Ma un esame più recente del testo, di Maspero e Brugsch, riduce l'incidente a dimensioni molto più ridotte. Scoprono che si riferisce a un ammutinamento di mercenari egiziani (siriani, ioni e beduini) di stanza alla frontiera meridionale. Il governatore, Nes-hor , si congratula con se stesso per uno stratagemma riuscito con il quale ha portato i ribelli in una posizione in cui sono stati abbattuti dalle truppe del re.
In ogni caso è evidente che è ben lungi dall'essere una conferma della profezia di Ezechiele. Non solo non si fa menzione di Nabucodonosor o di un regolare esercito babilonese, ma si dice che gli invasori o gli ammutinati siano stati effettivamente annientati da Hophra. Si può dire, senza dubbio, che un governatore egiziano avrebbe probabilmente taciuto su un evento che gettava discredito sulle armi del suo paese, e sarebbe stato tentato di magnificare un successo temporaneo in una vittoria decisiva.
Ma comunque l'iscrizione va presa per quel che vale, e la storia che racconta non è certo la storia di una supremazia caldea nella valle del Nilo. L'unica cosa che suggerisce una connessione tra i due è la probabilità generale che Nabucodonosor avesse contemplato una campagna contro l'Egitto in quel periodo.
Il secondo e più importante documento è un frammento cuneiforme degli annali di Nabucodonosor. È purtroppo in una condizione molto mutilata, e tutto ciò che gli assiriologi hanno dedotto è che nel trentasettesimo anno del suo regno Nabucodonosor combatté una battaglia con il re d'Egitto. Poiché le parole dell'iscrizione sono quelle dello stesso Nabucodonosor, possiamo presumere che la battaglia si sia conclusa con una vittoria per lui, e alcune parole disconnesse nell'ultima parte si pensa si riferiscano al tributo o al bottino che ha acquisito.
Il trentasettesimo anno di Nabucodonosor è l'anno 568 aC, circa due anni dopo la data dell'ultima dichiarazione di Ezechiele contro l'Egitto. Il re egiziano in questo momento era Amasis, il cui nome (di cui solo l'ultima sillaba è leggibile) dovrebbe essere quello menzionato nell'iscrizione. Quali furono le ulteriori conseguenze di questa vittoria sulla storia egiziana, né quanto durò la dominazione babilonese, al momento non possiamo dirlo.
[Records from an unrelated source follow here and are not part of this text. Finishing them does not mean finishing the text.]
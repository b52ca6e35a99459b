use hscroll::{ScrollBehavior, ScrollCommand, ViewportState};

use crate::{Easing, Tween};

/// The host's horizontally scrollable element.
///
/// The rendered element is the authoritative source of the scroll offset; the controller reads
/// it back before acting and only ever writes through [`Viewport::scroll_to`].
pub trait Viewport {
    fn scroll_offset(&self) -> f64;

    fn content_extent(&self) -> f64;

    fn visible_extent(&self) -> f64;

    /// Applies a scroll write. Hosts are expected to clamp to their scrollable range, as a DOM
    /// element does for `scrollLeft`.
    fn scroll_to(&mut self, command: ScrollCommand);

    fn state(&self) -> ViewportState {
        ViewportState::new(
            self.scroll_offset(),
            self.content_extent(),
            self.visible_extent(),
        )
    }
}

/// An in-memory viewport that behaves like a scroll container.
///
/// - Writes are clamped to `[0, content - visible]`.
/// - `Instant` writes land immediately and cancel any smooth scroll.
/// - `Smooth` writes start a [`Tween`] that [`MemoryViewport::tick`] plays back; a new smooth
///   write replaces the running one.
/// - Every command is recorded for inspection.
#[derive(Clone, Debug)]
pub struct MemoryViewport {
    offset: f64,
    content_extent: f64,
    visible_extent: f64,
    now_ms: u64,
    smooth_duration_ms: u64,
    easing: Easing,
    tween: Option<Tween>,
    commands: Vec<ScrollCommand>,
}

impl MemoryViewport {
    pub const DEFAULT_SMOOTH_DURATION_MS: u64 = 300;

    pub fn new(content_extent: f64, visible_extent: f64) -> Self {
        Self {
            offset: 0.0,
            content_extent,
            visible_extent,
            now_ms: 0,
            smooth_duration_ms: Self::DEFAULT_SMOOTH_DURATION_MS,
            easing: Easing::EaseInOut,
            tween: None,
            commands: Vec::new(),
        }
    }

    pub fn with_smooth_scroll(mut self, duration_ms: u64, easing: Easing) -> Self {
        self.smooth_duration_ms = duration_ms;
        self.easing = easing;
        self
    }

    pub fn with_offset(mut self, offset: f64) -> Self {
        self.offset = self.clamp(offset);
        self
    }

    pub fn commands(&self) -> &[ScrollCommand] {
        &self.commands
    }

    /// Recorded `Smooth` commands only (momentum ticks are `Instant`).
    pub fn smooth_commands(&self) -> impl Iterator<Item = &ScrollCommand> + '_ {
        self.commands
            .iter()
            .filter(|c| c.behavior == ScrollBehavior::Smooth)
    }

    pub fn clear_commands(&mut self) {
        self.commands.clear();
    }

    pub fn is_smooth_scrolling(&self) -> bool {
        self.tween.is_some()
    }

    pub fn smooth_target(&self) -> Option<f64> {
        self.tween.map(|t| t.to)
    }

    pub fn resize(&mut self, content_extent: f64, visible_extent: f64) {
        self.content_extent = content_extent;
        self.visible_extent = visible_extent;
        self.offset = self.clamp(self.offset);
    }

    /// Simulates the user dragging/flicking the element directly (touch, scrollbar).
    ///
    /// Interrupts any smooth scroll. Returns the clamped offset.
    pub fn drag_to(&mut self, offset: f64) -> f64 {
        self.tween = None;
        self.offset = self.clamp(offset);
        self.offset
    }

    /// Advances the smooth-scroll clock to `now_ms`.
    ///
    /// Returns the new offset if a smooth scroll moved the element.
    pub fn tick(&mut self, now_ms: u64) -> Option<f64> {
        self.now_ms = self.now_ms.max(now_ms);
        let tween = self.tween?;
        self.offset = self.clamp(tween.sample(self.now_ms));
        if tween.is_done(self.now_ms) {
            self.tween = None;
        }
        Some(self.offset)
    }

    /// Jumps a running smooth scroll to its end. Returns the final offset.
    pub fn finish_smooth_scroll(&mut self) -> Option<f64> {
        let tween = self.tween.take()?;
        self.offset = self.clamp(tween.to);
        Some(self.offset)
    }

    fn clamp(&self, offset: f64) -> f64 {
        ViewportState::new(self.offset, self.content_extent, self.visible_extent)
            .clamp_offset(offset)
    }
}

impl Viewport for MemoryViewport {
    fn scroll_offset(&self) -> f64 {
        self.offset
    }

    fn content_extent(&self) -> f64 {
        self.content_extent
    }

    fn visible_extent(&self) -> f64 {
        self.visible_extent
    }

    fn scroll_to(&mut self, command: ScrollCommand) {
        self.commands.push(command);
        let target = self.clamp(command.offset);
        match command.behavior {
            ScrollBehavior::Instant => {
                self.tween = None;
                self.offset = target;
            }
            ScrollBehavior::Smooth => {
                self.tween = Some(Tween::new(
                    self.offset,
                    target,
                    self.now_ms,
                    self.smooth_duration_ms,
                    self.easing,
                ));
            }
        }
    }
}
Queste sono domande sulle quali possiamo ragionevolmente cercare ulteriore luce dalle ricerche dell'Assiriologia. Nel frattempo sembra essere stabilito oltre ogni ragionevole dubbio che Nabucodonosor attaccò l'Egitto, e il probabile esito della sua spedizione era in accordo con l'ultima predizione di Ezechiele: "Ecco, io do a Nabucodonosor, re di Babilonia, la terra d'Egitto; e spoglierà le sue spoglie e saccheggerà il suo bottino, e sarà il salario per il suo esercito".
Ezechiele 29:19 Naturalmente non si può parlare di un adempimento delle profezie precedenti nei loro termini letterali. La storia non sa nulla di una totale prigionia della popolazione d'Egitto, o di un vuoto di quarant'anni nei suoi annali, quando la sua terra non fu calpestata da piede di uomo o di bestia. Sono dettagli che appartengono alla forma drammatica in cui il profeta rivestì la lezione spirituale che era necessario imprimere ai suoi connazionali: l'intrinseca debolezza dell'impero egiziano come potenza basata sulle risorse materiali e che si eleva contro i grandi fini della regno di Dio. E potrebbe essere stato che per l'illustrazione di quella verità l'umiliazione che l'Egitto ha subito per mano di Nabucodonosor è stata tanto efficace quanto sarebbe stata la sua totale distruzione.